__THE TASK__
Work out how many lines in the following entries contain the string "const", and write only that number.

__SUPPLIED RECORDS__
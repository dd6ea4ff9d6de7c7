//! Test helpers for integration tests
//!
//! Provides utilities for spawning test servers, signing identity webhooks,
//! minting session tokens and making HTTP requests.

use std::net::SocketAddr;
use std::time::Duration;

use anyhow::Result;
use chrono::Utc;
use reqwest::{Client, RequestBuilder, Response, StatusCode};
use serde::{de::DeserializeOwned, Serialize};
use serde_json::{json, Value};
use social_api::{create_app, create_app_state};
use social_common::{AppConfig, JwtService, WebhookVerifier};
use tempfile::TempDir;
use tokio::net::TcpListener;
use tokio::task::JoinHandle;

use crate::fixtures::{unique_suffix, CurrentUser};

pub const JWT_SECRET: &str = "integration-test-secret";
pub const ISSUER: &str = "https://auth.integration.test";
pub const APP_DOMAIN: &str = "auth.integration.test";
/// base64("integration-webhook-key")
pub const WEBHOOK_SECRET: &str = "whsec_aW50ZWdyYXRpb24td2ViaG9vay1rZXk=";
pub const SCHEDULER_KEY: &str = "integration-scheduler-key";

/// A user synced through the webhook, with a valid session token
#[derive(Debug, Clone)]
pub struct TestUser {
    pub id: String,
    pub external_id: String,
    pub name: String,
    pub token: String,
}

/// Test server instance that manages lifecycle
pub struct TestServer {
    pub addr: SocketAddr,
    pub client: Client,
    jwt: JwtService,
    webhooks: WebhookVerifier,
    _upload_dir: TempDir,
    _handle: JoinHandle<()>,
}

impl TestServer {
    /// Start a new test server on an ephemeral port
    pub async fn start() -> Result<Self> {
        let upload_dir = tempfile::tempdir()?;
        let listener = TcpListener::bind(SocketAddr::from(([127, 0, 0, 1], 0))).await?;
        let addr = listener.local_addr()?;

        let config = test_config(&upload_dir, addr)?;
        let state = create_app_state(config).await?;
        let app = create_app(state);

        let handle = tokio::spawn(async move {
            axum::serve(listener, app).await.ok();
        });

        let client = Client::builder().timeout(Duration::from_secs(10)).build()?;

        Ok(Self {
            addr,
            client,
            jwt: JwtService::new(JWT_SECRET, ISSUER, 0),
            webhooks: WebhookVerifier::new(WEBHOOK_SECRET, 300)?,
            _upload_dir: upload_dir,
            _handle: handle,
        })
    }

    /// Get base URL for the server
    pub fn base_url(&self) -> String {
        format!("http://{}", self.addr)
    }

    fn url(&self, path: &str) -> String {
        if path.starts_with("http") {
            path.to_string()
        } else {
            format!("{}{}", self.base_url(), path)
        }
    }

    /// Session token for an external id, as the identity provider would issue it
    pub fn token_for(&self, external_id: &str) -> Result<String> {
        Ok(self.jwt.issue(external_id, 3600)?)
    }

    /// Deliver a correctly signed webhook event
    pub async fn send_webhook(&self, event_type: &str, data: Value) -> Result<Response> {
        let body = serde_json::to_vec(&json!({ "type": event_type, "data": data }))?;
        let id = format!("msg_{}", unique_suffix());
        let timestamp = Utc::now().timestamp();
        let signature = self.webhooks.sign(&id, timestamp, &body);

        Ok(self
            .client
            .post(self.url("/webhooks/identity"))
            .header("svix-id", id)
            .header("svix-timestamp", timestamp.to_string())
            .header("svix-signature", signature)
            .header("content-type", "application/json")
            .body(body)
            .send()
            .await?)
    }

    /// Sync a new user through `user.created` and log them in
    pub async fn sign_up(&self, first_name: &str, last_name: &str) -> Result<TestUser> {
        let external_id = format!("user_{}", unique_suffix());
        let response = self
            .send_webhook(
                "user.created",
                json!({
                    "id": external_id,
                    "first_name": first_name,
                    "last_name": last_name,
                    "email_addresses": [
                        { "email_address": format!("{}@example.com", external_id) }
                    ],
                    "image_url": format!("https://img.example.com/{external_id}.png"),
                }),
            )
            .await?;
        assert_status(response, StatusCode::OK).await?;

        let token = self.token_for(&external_id)?;
        let me: CurrentUser = assert_json(self.get_auth("/api/v1/users/@me", &token).await?, StatusCode::OK).await?;

        Ok(TestUser {
            id: me.id,
            external_id,
            name: me.name,
            token,
        })
    }

    /// Trigger a contest run the way an external scheduler does
    pub async fn run_contest(&self) -> Result<Response> {
        Ok(self
            .client
            .post(self.url("/internal/contest/run"))
            .header("x-scheduler-key", SCHEDULER_KEY)
            .send()
            .await?)
    }

    fn authed(&self, request: RequestBuilder, token: &str) -> RequestBuilder {
        request.header("Authorization", format!("Bearer {}", token))
    }

    /// Make a GET request
    pub async fn get(&self, path: &str) -> Result<Response> {
        Ok(self.client.get(self.url(path)).send().await?)
    }

    /// Make a GET request with auth token
    pub async fn get_auth(&self, path: &str, token: &str) -> Result<Response> {
        Ok(self.authed(self.client.get(self.url(path)), token).send().await?)
    }

    /// Make a POST request with auth token and JSON body
    pub async fn post_auth<T: Serialize>(&self, path: &str, token: &str, body: &T) -> Result<Response> {
        Ok(self
            .authed(self.client.post(self.url(path)), token)
            .json(body)
            .send()
            .await?)
    }

    /// Make a POST request with auth token and no body
    pub async fn post_empty_auth(&self, path: &str, token: &str) -> Result<Response> {
        Ok(self.authed(self.client.post(self.url(path)), token).send().await?)
    }

    /// Make a PUT request with auth token and no body
    pub async fn put_auth(&self, path: &str, token: &str) -> Result<Response> {
        Ok(self.authed(self.client.put(self.url(path)), token).send().await?)
    }

    /// Upload raw bytes to an issued upload URL
    pub async fn put_bytes_auth(
        &self,
        url: &str,
        token: &str,
        content_type: &str,
        bytes: Vec<u8>,
    ) -> Result<Response> {
        Ok(self
            .authed(self.client.put(self.url(url)), token)
            .header("content-type", content_type)
            .body(bytes)
            .send()
            .await?)
    }

    /// Make a DELETE request with auth token
    pub async fn delete_auth(&self, path: &str, token: &str) -> Result<Response> {
        Ok(self.authed(self.client.delete(self.url(path)), token).send().await?)
    }
}

/// Configuration for a server on the in-process store
pub fn test_config(upload_dir: &TempDir, addr: SocketAddr) -> Result<AppConfig> {
    let upload_dir = upload_dir.path().to_string_lossy().into_owned();
    let public_base_url = format!("http://{addr}");

    AppConfig::from_lookup(|key| {
        let value = match key {
            "DATABASE_URL" => "memory://",
            "AUTH_JWT_SECRET" => JWT_SECRET,
            "AUTH_ISSUER" => ISSUER,
            "AUTH_APP_DOMAIN" => APP_DOMAIN,
            "AUTH_LEEWAY_SECS" => "0",
            "WEBHOOK_SECRET" => WEBHOOK_SECRET,
            "UPLOAD_DIR" => upload_dir.as_str(),
            "MEDIA_PUBLIC_BASE_URL" => public_base_url.as_str(),
            "MAX_FILE_SIZE_MB" => "1",
            "CONTEST_SCHEDULER_ENABLED" => "false",
            "CONTEST_TRIGGER_KEY" => SCHEDULER_KEY,
            "RATE_LIMIT_ENABLED" => "false",
            _ => return None,
        };
        Some(value.to_string())
    })
    .map_err(|e| anyhow::anyhow!("Config error: {}", e))
}

/// Assert response status and parse JSON body
pub async fn assert_json<T: DeserializeOwned>(response: Response, expected_status: StatusCode) -> Result<T> {
    let status = response.status();
    if status != expected_status {
        let body = response.text().await?;
        anyhow::bail!(
            "Expected status {}, got {}. Body: {}",
            expected_status,
            status,
            body
        );
    }
    Ok(response.json().await?)
}

/// Assert response status without parsing body
pub async fn assert_status(response: Response, expected_status: StatusCode) -> Result<()> {
    let status = response.status();
    if status != expected_status {
        let body = response.text().await?;
        anyhow::bail!(
            "Expected status {}, got {}. Body: {}",
            expected_status,
            status,
            body
        );
    }
    Ok(())
}

/// Assert an error status and return the envelope's `error.code`
pub async fn assert_error(response: Response, expected_status: StatusCode) -> Result<String> {
    let body: Value = assert_json(response, expected_status).await?;
    Ok(body["error"]["code"].as_str().unwrap_or_default().to_string())
}
//! Authentication extractor
//!
//! Verifies the identity-provider session token in the Authorization header
//! and resolves it to a synced user.

use axum::{
    async_trait,
    extract::{FromRef, FromRequestParts},
    http::request::Parts,
};
use axum_extra::{
    headers::{authorization::Bearer, Authorization},
    TypedHeader,
};
use social_core::AuthenticatedCaller;
use social_service::UserService;

use crate::response::ApiError;
use crate::state::AppState;

/// Authenticated caller extracted from the session token
#[derive(Debug, Clone)]
pub struct AuthUser {
    pub caller: AuthenticatedCaller,
}

#[async_trait]
impl<S> FromRequestParts<S> for AuthUser
where
    S: Send + Sync,
    AppState: FromRef<S>,
{
    type Rejection = ApiError;

    async fn from_request_parts(parts: &mut Parts, state: &S) -> Result<Self, Self::Rejection> {
        let TypedHeader(Authorization(bearer)) =
            TypedHeader::<Authorization<Bearer>>::from_request_parts(parts, state)
                .await
                .map_err(|_| ApiError::MissingAuth)?;

        let app_state = AppState::from_ref(state);

        let claims = app_state.jwt_service().verify(bearer.token()).map_err(|e| {
            tracing::warn!(error = %e, "Rejected session token");
            ApiError::from(e)
        })?;

        let token_identifier = claims.token_identifier(app_state.service_context().app_domain());
        let caller = UserService::new(app_state.service_context())
            .resolve_caller(&token_identifier)
            .await
            .map_err(|e| {
                tracing::warn!(token_identifier = %token_identifier, "Session token for an unsynced user");
                ApiError::from(e)
            })?;

        Ok(Self { caller })
    }
}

__SOLVED PROBLEM__
5